In 1943 it would have felt like civilisation was in decline ...

It seems to me that even at the 'height' of western civilisation - or at least, good living conditions for western civilisation, any 'lessons' would have been pretty much the same: be prepared to move if necessary; be prepared to fight. Be grateful if you currently have to do neither of these things.

Sunday, July 6, 2008 09:41 PM

Environmentalism: Liberal eschatology

Who needs Revelations when you've got the lovely specter of global warming?

Reduce, Reuse, Recycle...Rapture?

Of course the difference is that environmentalists think there's something concrete and somewhat measurable you can do about it: reduce carbon emissions. (Unless you want to do it with nuclear power, that is. There is only one true path to God...er, I mean, Green...and it's not the Evil Atom.)

Look, I'm a yellow dog Democrat. Obama's got my vote. (Though it won't make a damn bit of difference in Texas.) And it won't be despite his stances on clean coal and biofuels. If anything it's because of them. The man's a realist. There's just certain things you must do to be elected, and some genuflecting to the powers that be is one of them. It's all well and good to demand he be principled and stand up for what's right, but that simply won't get him elected, and we need that to happen if we're to get out of the mess we're in. (Especially, in my opinion, if he's in the pocket of the nuclear industry. That's what I'm hoping for.)

There's a time for ideological purity, and a time for practical action. We've seen over the past eight years what ideological purity has gotten us. (Best epitomized by Nader saying Bush and Gore were just the same. See where that got us? And I even voted for the fool.) Time to vote for real action, people.

Monday, July 7, 2008 03:06 AM

The issue confronting us now:

Ignorant=good, stupid=virtous, and anybody who might have actually studied a given subject is instantly disqualified from commenting on it.

Thus economists don't know much about economics, climate scientists know nothing about the climate, biologists know nothing about biology and actually being bright is a flaw in any given political candidate.

We have the rise of the idiot and this is causing us massive amounts of harm - just like it did in Europe before the Great Plague, and thanks to improved technology, the consequences of this idiocy are coming to bear just that much faster and they will hit that much harder.

We need to accept that there isn't a world conspiracy of smart people out to take away your SUV. We need to accept that people who spread this sort of conspiracy theory should be treated like idiots, nuts and conmen.

We need to start talking straight about issues of education and its place in America's psyche.

Because until we do that, we are going to have yet another Mr Bean presidency in America, and nothing being done about anything of real importance.

Monday, July 7, 2008 03:35 AM

gbarton

The Democrats tried your strategy.

Gore in 2000, and just like Kerry in 2004. Even Clinton's reign saw "Centrist" Democrats lose out to Republican extremists in the Senate and Congress.

Had Gore run in 2000 the way he ran his lectures on environmental change, he would have won the election in a landslide.
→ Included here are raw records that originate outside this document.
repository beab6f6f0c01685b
//! Data models

pub mod deployment;
pub mod project;
pub mod script;
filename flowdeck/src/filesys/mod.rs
//! Filesystem helpers

pub mod dir;
pub mod file;
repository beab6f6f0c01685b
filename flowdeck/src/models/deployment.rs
//! Deployment models

use std::collections::BTreeMap;

use chrono::{DateTime, Utc};
use serde::{Deserialize, Serialize};
use uuid::Uuid;

use crate::models::project::Project;

/// Lifecycle status of a deployment
#[derive(Debug, Clone, Copy, PartialEq, Eq, Hash, Serialize, Deserialize)]
#[serde(rename_all = "snake_case")]
pub enum DeploymentStatus {
    Pending,
    Running,
    Success,
    Failed,
    Cancelled,
    RolledBack,
}

impl DeploymentStatus {
    /// Pending and running deployments hold the project's active slot
    pub fn is_active(&self) -> bool {
        matches!(self, Self::Pending | Self::Running)
    }

    pub fn is_terminal(&self) -> bool {
        !self.is_active()
    }

    /// Statuses a later rollback may target
    pub fn is_success_class(&self) -> bool {
        matches!(self, Self::Success | Self::RolledBack)
    }
}

impl std::fmt::Display for DeploymentStatus {
    fn fmt(&self, f: &mut std::fmt::Formatter<'_>) -> std::fmt::Result {
        match self {
            Self::Pending => write!(f, "pending"),
            Self::Running => write!(f, "running"),
            Self::Success => write!(f, "success"),
            Self::Failed => write!(f, "failed"),
            Self::Cancelled => write!(f, "cancelled"),
            Self::RolledBack => write!(f, "rolled_back"),
        }
    }
}

/// What started a deployment
#[derive(Debug, Clone, Copy, Default, PartialEq, Eq, Serialize, Deserialize)]
#[serde(rename_all = "snake_case")]
pub enum DeploymentTrigger {
    #[default]
    Manual,
    Webhook,
    Rollback,
    Schedule,
}

impl std::fmt::Display for DeploymentTrigger {
    fn fmt(&self, f: &mut std::fmt::Formatter<'_>) -> std::fmt::Result {
        match self {
            Self::Manual => write!(f, "manual"),
            Self::Webhook => write!(f, "webhook"),
            Self::Rollback => write!(f, "rollback"),
            Self::Schedule => write!(f, "schedule"),
        }
    }
}

/// Project configuration captured when a deployment is opened
#[derive(Debug, Clone, PartialEq, Serialize, Deserialize)]
pub struct EnvironmentSnapshot {
    pub branch: String,
    pub environment: String,
    pub runtime_version: Option<String>,
    pub framework: Option<String>,
    #[serde(default)]
    pub env_variables: BTreeMap<String, String>,
    pub captured_at: DateTime<Utc>,
}

impl EnvironmentSnapshot {
    pub fn capture(project: &Project) -> Self {
        Self {
            branch: project.branch.clone(),
            environment: project.environment.clone(),
            runtime_version: project.runtime_version.clone(),
            framework: project.framework.clone(),
            env_variables: project.env_variables.clone(),
            captured_at: Utc::now(),
        }
    }
}

/// A single deployment attempt for a project
#[derive(Debug, Clone, Serialize, Deserialize)]
pub struct Deployment {
    pub id: Uuid,
    pub project_id: Uuid,
    #[serde(default)]
    pub user_id: Option<String>,
    #[serde(default)]
    pub server_id: Option<String>,
    pub branch: String,
    #[serde(default)]
    pub commit_hash: Option<String>,
    #[serde(default)]
    pub previous_commit_hash: Option<String>,
    #[serde(default)]
    pub commit_message: Option<String>,
    #[serde(default)]
    pub trigger: DeploymentTrigger,
    pub status: DeploymentStatus,
    pub created_at: DateTime<Utc>,
    #[serde(default)]
    pub started_at: Option<DateTime<Utc>>,
    #[serde(default)]
    pub completed_at: Option<DateTime<Utc>>,
    #[serde(default)]
    pub duration_seconds: Option<i64>,
    #[serde(default)]
    pub output_log: String,
    #[serde(default)]
    pub error_message: Option<String>,
    #[serde(default)]
    pub rollback_deployment_id: Option<Uuid>,
    #[serde(default)]
    pub environment_snapshot: Option<EnvironmentSnapshot>,
}

impl Deployment {
    pub fn is_active(&self) -> bool {
        self.status.is_active()
    }

    /// Seconds since `started_at`, falling back to `created_at`
    pub fn elapsed_seconds(&self, now: DateTime<Utc>) -> i64 {
        let start = self.started_at.unwrap_or(self.created_at);
        (now - start).num_seconds().max(0)
    }
}

/// Everything the lifecycle manager needs to open a deployment
#[derive(Debug, Clone)]
pub struct DeploymentRequest {
    pub project_id: Uuid,
    pub project_slug: String,
    pub user_id: Option<String>,
    pub server_id: Option<String>,
    pub branch: String,
    pub commit_hash: Option<String>,
    pub previous_commit_hash: Option<String>,
    pub commit_message: Option<String>,
    pub trigger: DeploymentTrigger,
    pub rollback_deployment_id: Option<Uuid>,
    pub environment_snapshot: Option<EnvironmentSnapshot>,
}

impl DeploymentRequest {
    /// Request for a regular deploy of the project's configured branch
    pub fn for_project(project: &Project, trigger: DeploymentTrigger) -> Self {
        Self {
            project_id: project.id,
            project_slug: project.slug.clone(),
            user_id: project.owner_id.clone(),
            server_id: project.server_id.clone(),
            branch: project.branch.clone(),
            commit_hash: None,
            previous_commit_hash: project.current_commit_hash.clone(),
            commit_message: None,
            trigger,
            rollback_deployment_id: None,
            environment_snapshot: Some(EnvironmentSnapshot::capture(project)),
        }
    }
}

/// Terminal outcome handed to the lifecycle manager
#[derive(Debug, Clone, Copy, PartialEq, Eq)]
pub enum Outcome {
    Success,
    Failed,
    RolledBack,
}

impl Outcome {
    pub fn status(&self) -> DeploymentStatus {
        match self {
            Outcome::Success => DeploymentStatus::Success,
            Outcome::Failed => DeploymentStatus::Failed,
            Outcome::RolledBack => DeploymentStatus::RolledBack,
        }
    }
}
Instead he played it safe and to the centre, which left him getting crucified on his few stands because he was seen as a jellyfish.

Kerry had the same problem, which is why the Republicans managed to paint him as being a flip-flopper. By refusing to actually go out and fight the campaign and argue for his issues, he doomed himself to being seen as milquetoast and unserious about his policies.

Obama is doing the same thing now and if he loses this election it will not be due to his race, but rather due to him becoming the precise sort of spineless weasel that doesn't inspire "the centre" with any sort of belief in his seriousness.